Hopefully, when people look back at this in 20 years, it’ll be like seeing that David Bowie clip in 1983. The English director told the Guardian, referring to an interview Bowie did with MTV where he slammed the network for not showing enough music videos with black artists, which has recirculated following Bowie’s recent death.
Forgive me; I’m hoping in 12 months or so we can look back and say this was a watershed moment, and thank God we put that right. McQueen became the first, and currently only, black director to win a best picture Oscar when 12 Years a Slave took home the gold in 2014.

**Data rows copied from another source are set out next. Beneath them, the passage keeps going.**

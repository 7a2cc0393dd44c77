//! Tax extraction pipeline: horizontal rows, vertical fallback, curation.

use std::time::Instant;

use tracing::{debug, info};

use crate::models::config::ExtractionConfig;
use crate::models::tax::{RateBounds, TaxRecord};
use crate::ocr::{OcrDocument, DEFAULT_COLUMN_MARGIN};

use super::rules::{
    curation::curate,
    horizontal::extract_horizontal,
    matcher::{MatchPolicy, NameMatcher},
    scoring::pick_best,
    vertical::extract_vertical,
};

/// Configured tax extractor.
///
/// Holds no per-document state, so one extractor can serve any number of
/// documents, from any number of threads.
#[derive(Debug, Clone)]
pub struct TaxExtractor {
    bounds: RateBounds,
    policy: MatchPolicy,
    column_margin: f32,
}

impl TaxExtractor {
    /// Create an extractor with default settings.
    pub fn new() -> Self {
        Self {
            bounds: RateBounds::default(),
            policy: MatchPolicy::default(),
            column_margin: DEFAULT_COLUMN_MARGIN,
        }
    }

    /// Create an extractor from configuration. Bounds ordering is the
    /// caller's responsibility (see [`ExtractionConfig::validate`]).
    pub fn from_config(config: &ExtractionConfig) -> Self {
        Self {
            bounds: config.bounds(),
            policy: config.match_policy,
            column_margin: config.column_margin,
        }
    }

    /// Set the plausible rate range, in percent.
    pub fn with_bounds(mut self, min_rate_percentage: f64, max_rate_percentage: f64) -> Self {
        self.bounds = RateBounds::new(min_rate_percentage, max_rate_percentage);
        self
    }

    /// Set how competing name matches in a line are resolved.
    pub fn with_match_policy(mut self, policy: MatchPolicy) -> Self {
        self.policy = policy;
        self
    }

    /// Set the horizontal tolerance of column reconstruction.
    pub fn with_column_margin(mut self, margin: f32) -> Self {
        self.column_margin = margin;
        self
    }

    pub fn bounds(&self) -> RateBounds {
        self.bounds
    }

    /// Extract the tax identified by any of `tax_names` from a document.
    ///
    /// Returns `None` when no names are given, the document has no pages, or
    /// nothing plausible is found.
    pub fn extract<S: AsRef<str>>(
        &self,
        document: &OcrDocument,
        tax_names: &[S],
    ) -> Option<TaxRecord> {
        let start = Instant::now();

        let matcher = NameMatcher::new(tax_names, self.policy);
        if matcher.is_empty() || document.is_empty() {
            debug!("Nothing to extract: no tax names or no pages");
            return None;
        }

        let candidates = extract_horizontal(document, &matcher);
        let any_value = candidates.iter().any(|c| c.value.is_some());
        let picked = pick_best(candidates, &matcher);

        let found = match picked {
            Some(candidate) if any_value => candidate,
            seed => {
                debug!("No tax value in horizontal rows, reading columns");
                extract_vertical(document, &matcher, seed.unwrap_or_default(), self.column_margin)
            }
        };

        let curated = curate(found, self.bounds);
        if curated.is_empty() {
            debug!("No tax found in {:?}", start.elapsed());
            return None;
        }

        info!(
            "Extracted tax {:?} (rate {:?}, base {:?}, value {:?}) in {:?}",
            curated.code,
            curated.rate,
            curated.base,
            curated.value,
            start.elapsed()
        );

        Some(curated.into())
    }
}

impl Default for TaxExtractor {
    fn default() -> Self {
        Self::new()
    }
}

/// Extract a custom tax with explicit rate bounds.
pub fn extract_custom_tax<S: AsRef<str>>(
    document: &OcrDocument,
    tax_names: &[S],
    min_rate_percentage: f64,
    max_rate_percentage: f64,
) -> Option<TaxRecord> {
    TaxExtractor::new()
        .with_bounds(min_rate_percentage, max_rate_percentage)
        .extract(document, tax_names)
}

#[cfg(test)]
mod tests {
    use super::*;
    use crate::ocr::{Page, Polygon, Word};
    use pretty_assertions::assert_eq;

    fn row(y: f32, texts: &[&str]) -> Vec<Word> {
        texts
            .iter()
            .enumerate()
            .map(|(i, t)| {
                let x = 0.05 + i as f32 * 0.15;
                Word::new(*t, 0.98, Polygon::from_rect(x, y, x + 0.1, y + 0.02))
            })
            .collect()
    }

    fn document(rows: &[(f32, &[&str])]) -> OcrDocument {
        let words = rows.iter().flat_map(|(y, texts)| row(*y, texts)).collect();
        OcrDocument::new(vec![Page::new(words)])
    }

    #[test]
    fn test_horizontal_row() {
        let doc = document(&[(0.1, &["Facture", "42"]), (0.5, &["TVA", "8%", "12.50", "100.00"])]);

        assert_eq!(
            extract_custom_tax(&doc, &["TVA"], 0.0, 20.0),
            Some(TaxRecord {
                code: Some("TVA".to_string()),
                page_id: Some(0),
                rate: Some(8.0),
                base: Some(100.0),
                value: Some(12.5),
            })
        );
    }

    #[test]
    fn test_empty_inputs() {
        let doc = document(&[(0.5, &["TVA", "8%", "12.50"])]);
        assert_eq!(extract_custom_tax(&doc, &[] as &[&str], 0.0, 100.0), None);
        assert_eq!(extract_custom_tax(&doc, &[""], 0.0, 100.0), None);
        assert_eq!(extract_custom_tax(&OcrDocument::default(), &["TVA"], 0.0, 100.0), None);
    }

    #[test]
    fn test_no_match() {
        let doc = document(&[(0.5, &["Total", "HT", "100.00"])]);
        assert_eq!(extract_custom_tax(&doc, &["TVA", "VAT"], 0.0, 100.0), None);
    }

    #[test]
    fn test_rate_only_row_triggers_vertical_fallback() {
        // "TVA 20%" on one row, the amount in the column beneath the label.
        let mut words = row(0.3, &["TVA", "20%"]);
        words.push(Word::new("4,00", 0.9, Polygon::from_rect(0.05, 0.35, 0.15, 0.37)));
        let doc = OcrDocument::new(vec![Page::new(words)]);

        let record = TaxExtractor::new().extract(&doc, &["TVA"]).unwrap();
        assert_eq!(record.code.as_deref(), Some("TVA"));
        assert_eq!(record.rate, Some(20.0));
        assert_eq!(record.value, Some(4.0));
        assert_eq!(record.base, None);
    }

    #[test]
    fn test_from_config() {
        let config = ExtractionConfig {
            min_rate_percentage: 5.0,
            max_rate_percentage: 25.0,
            match_policy: MatchPolicy::Latest,
            ..Default::default()
        };
        let extractor = TaxExtractor::from_config(&config);
        assert_eq!(extractor.bounds(), RateBounds::new(5.0, 25.0));
        assert_eq!(extractor.policy, MatchPolicy::Latest);
    }
}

Lupita Nyong’o also won best supporting actress for her role in the film. In the two years since, however, all the nominees in the Oscars’ acting categories have been white. Continuing to use MTV as a comparison, McQueen said, This is exactly like MTV was in the 1980s.
Could you imagine now if MTV only showed music videos by a majority of white people, then after 11 o’clock it showed a majority of black people? Could you imagine that happening now? It’s the same situation happening in the movies.
McQueen doesn’t blame the Academy alone, though, which recently announced a sweeping reform of its membership policies to allow for a more diverse membership. The real battle lies in the movies that hit theaters, the filmmaker said.
One could talk about percentages of certain people who are Academy members and the demographics and so forth, but the real issue is movies being made, he said.
Decisions being made by heads of studios, TV companies and cable companies about what is and is not being made. That is the start. That is the root of the problem.